4. Serial in and serial out signals 118A and 118B. These digital signals form an asynchronous serial communication port. This is used during the testing of the telephone 10. 5. S/*H signal 120. This signal is supplied from the microcomputer 60 through the synthesis control circuit 84. This signal is used to drive the sample and hold switch circuit 106 which is used to supply input signal to the A/D converter portion of the microcomputer 60. A logic level high allows sampling of the signal from the sample and hold circuit 106. A logic level low prevents the receipt of signals from the sample hold circuit 106 into the microcomputer 60. When the signal is gated by a logic level high signal on SYNTH signal 82, it is also used to drive the low pass filter 86 that generates audio signals.
6. Slow bus (SB0-SB5) 122. This is a bidirectional bus for digital signals. It is a medium speed data and control bus for operating the keyboard 22 and the option buttons 28 (A-C) of the LCD module 30, and the DTMF decoder 76. SB2 through SB5 are data lines when communicating with the DTMF decoder 76 and the switches 28 (A-C) of the LCD module 30. SB0 and SB1 are control lines when communicating with the switches 28 (A-C) of the LCD module 30. SBO through SB5 are used as digital outputs to drive the keyboard 22.
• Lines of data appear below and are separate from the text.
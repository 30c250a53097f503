//! Three-bar price imbalance (fair value gap) detector
//!
//! A gap between the wick of bar `i-2` and the wick of bar `i`, left behind by
//! a middle candle moving in the gap's direction.

use std::collections::HashMap;

use super::helpers::IMBALANCE_GAP_RATIO;
use crate::{
    params::{get_ratio, ParamMeta, Parameterized},
    Direction, OHLCVExt, Ratio, Result, Zone, ZoneDetector, ZoneKind, OHLCV,
};

/// Bullish when `bars[i-2].high < bars[i].low`, bearish when
/// `bars[i-2].low > bars[i].high`. The gap must be wider than
/// `min_gap_ratio` of the middle bar's range.
#[derive(Debug, Clone, PartialEq, serde::Serialize, serde::Deserialize)]
pub struct ImbalanceDetector {
    pub min_gap_ratio: Ratio,
}

impl Default for ImbalanceDetector {
    fn default() -> Self {
        Self {
            min_gap_ratio: Ratio::new_const(IMBALANCE_GAP_RATIO),
        }
    }
}

impl ZoneDetector for ImbalanceDetector {
    fn kind(&self) -> ZoneKind {
        ZoneKind::Imbalance
    }

    fn min_bars(&self) -> usize {
        3
    }

    fn detect<T: OHLCV>(&self, bars: &[T], index: usize) -> Option<Zone> {
        if index < 2 {
            return None;
        }
        let first = bars.get(index - 2)?;
        let middle = bars.get(index - 1)?;
        let last = bars.get(index)?;

        let min_gap = self.min_gap_ratio.get() * middle.range();

        // Middle candle color makes the two branches exclusive
        if first.high() < last.low()
            && middle.is_bullish()
            && last.low() - first.high() > min_gap
        {
            return Some(Zone::new(
                self.kind(),
                Direction::Bullish,
                first.high(),
                last.low(),
                index - 1,
                middle.timestamp(),
            ));
        }

        if first.low() > last.high()
            && middle.is_bearish()
            && first.low() - last.high() > min_gap
        {
            return Some(Zone::new(
                self.kind(),
                Direction::Bearish,
                last.high(),
                first.low(),
                index - 1,
                middle.timestamp(),
            ));
        }

        None
    }

    fn validate_config(&self) -> Result<()> {
        Ratio::new(self.min_gap_ratio.get())?;
        Ok(())
    }
}

static IMBALANCE_PARAMS: [ParamMeta; 1] = [ParamMeta::ratio(
    "min_gap_ratio",
    IMBALANCE_GAP_RATIO,
    (0.0, 1.0),
    "Minimum gap as a fraction of the middle bar's range",
)];

impl Parameterized for ImbalanceDetector {
    fn param_meta() -> &'static [ParamMeta] {
        &IMBALANCE_PARAMS
    }

    fn with_params(params: &HashMap<&str, f64>) -> Result<Self> {
        Ok(Self {
            min_gap_ratio: get_ratio(params, "min_gap_ratio", IMBALANCE_GAP_RATIO)?,
        })
    }
}

#[cfg(test)]
mod tests {
    use super::*;
    use crate::Bar;

    fn bar(t: i64, o: f64, h: f64, l: f64, c: f64) -> Bar {
        Bar::new(t, o, h, l, c, 1000.0)
    }

    #[test]
    fn test_bullish_imbalance() {
        let bars = vec![
            bar(0, 8.5, 9.0, 8.0, 8.8),
            bar(1, 8.6, 11.7, 8.4, 11.5),
            bar(2, 11.5, 12.5, 11.5, 12.2),
        ];

        let zones = ImbalanceDetector::with_defaults().scan(&bars);
        assert_eq!(zones.len(), 1);
        let zone = zones[0];
        assert_eq!(zone.direction, Direction::Bullish);
        assert_eq!(zone.kind, ZoneKind::Imbalance);
        assert_eq!(zone.top, 11.5);
        assert_eq!(zone.bottom, 9.0);
        assert_eq!(zone.index, 1);
        assert_eq!(zone.timestamp, 1);
        assert!(zone.valid);
    }

    #[test]
    fn test_bearish_imbalance() {
        let bars = vec![
            bar(10, 12.2, 12.5, 11.5, 11.8),
            bar(20, 11.4, 11.6, 8.3, 8.5),
            bar(30, 8.5, 9.0, 8.0, 8.2),
        ];

        let zones = ImbalanceDetector::with_defaults().scan(&bars);
        assert_eq!(zones.len(), 1);
        assert_eq!(zones[0].direction, Direction::Bearish);
        assert_eq!(zones[0].top, 11.5);
        assert_eq!(zones[0].bottom, 9.0);
        assert_eq!(zones[0].timestamp, 20);
    }

    #[test]
    fn test_gap_too_small_relative_to_middle_range() {
        // Gap 0.5 vs 0.3 * 4.0 = 1.2
        let bars = vec![
            bar(0, 9.5, 10.0, 9.0, 9.8),
            bar(1, 9.0, 13.0, 9.0, 12.5),
            bar(2, 11.0, 11.5, 10.5, 11.2),
        ];
        assert!(ImbalanceDetector::with_defaults().scan(&bars).is_empty());
    }

    #[test]
    fn test_middle_candle_must_agree() {
        // Gap up but the middle candle closed down
        let bars = vec![
            bar(0, 8.5, 9.0, 8.0, 8.8),
            bar(1, 11.5, 11.7, 8.4, 8.6),
            bar(2, 11.5, 12.5, 11.5, 12.2),
        ];
        assert!(ImbalanceDetector::with_defaults().scan(&bars).is_empty());
    }

    #[test]
    fn test_short_input() {
        let bars = vec![bar(0, 8.5, 9.0, 8.0, 8.8), bar(1, 8.6, 11.7, 8.4, 11.5)];
        let detector = ImbalanceDetector::with_defaults();
        assert!(detector.scan(&bars).is_empty());
        assert!(detector.detect(&bars, 1).is_none());
        assert!(detector.detect(&bars, 5).is_none());
    }

    #[test]
    fn test_custom_ratio_from_params() {
        let mut params = HashMap::new();
        params.insert("min_gap_ratio", 0.9);
        let strict = ImbalanceDetector::with_params(&params).unwrap();

        // Gap 2.5 vs 0.9 * 3.3 = 2.97
        let bars = vec![
            bar(0, 8.5, 9.0, 8.0, 8.8),
            bar(1, 8.6, 11.7, 8.4, 11.5),
            bar(2, 11.5, 12.5, 11.5, 12.2),
        ];
        assert!(strict.scan(&bars).is_empty());

        params.insert("min_gap_ratio", 1.5);
        assert!(ImbalanceDetector::with_params(&params).is_err());
    }
}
7. ROWBUS (ROW0-ROW3) 124. These digital input signals are supplied from the keyboard 22 and are used to decode the keyboard key closures 22.
8. INT 126. This is a digital input signal received from the time control circuit 64. It is a 61 Hz interrupt signal that the microcomputer 60 uses to keep track of real time.
9. INT interrupt signal 128. This is a signal supplied from the DTMF decoder circuit 76 that indicates the presence of a valid DTMF tone.
10. Battery level signal 114. This is an analog input signal from the power supply 130. It is used to determine battery charge level.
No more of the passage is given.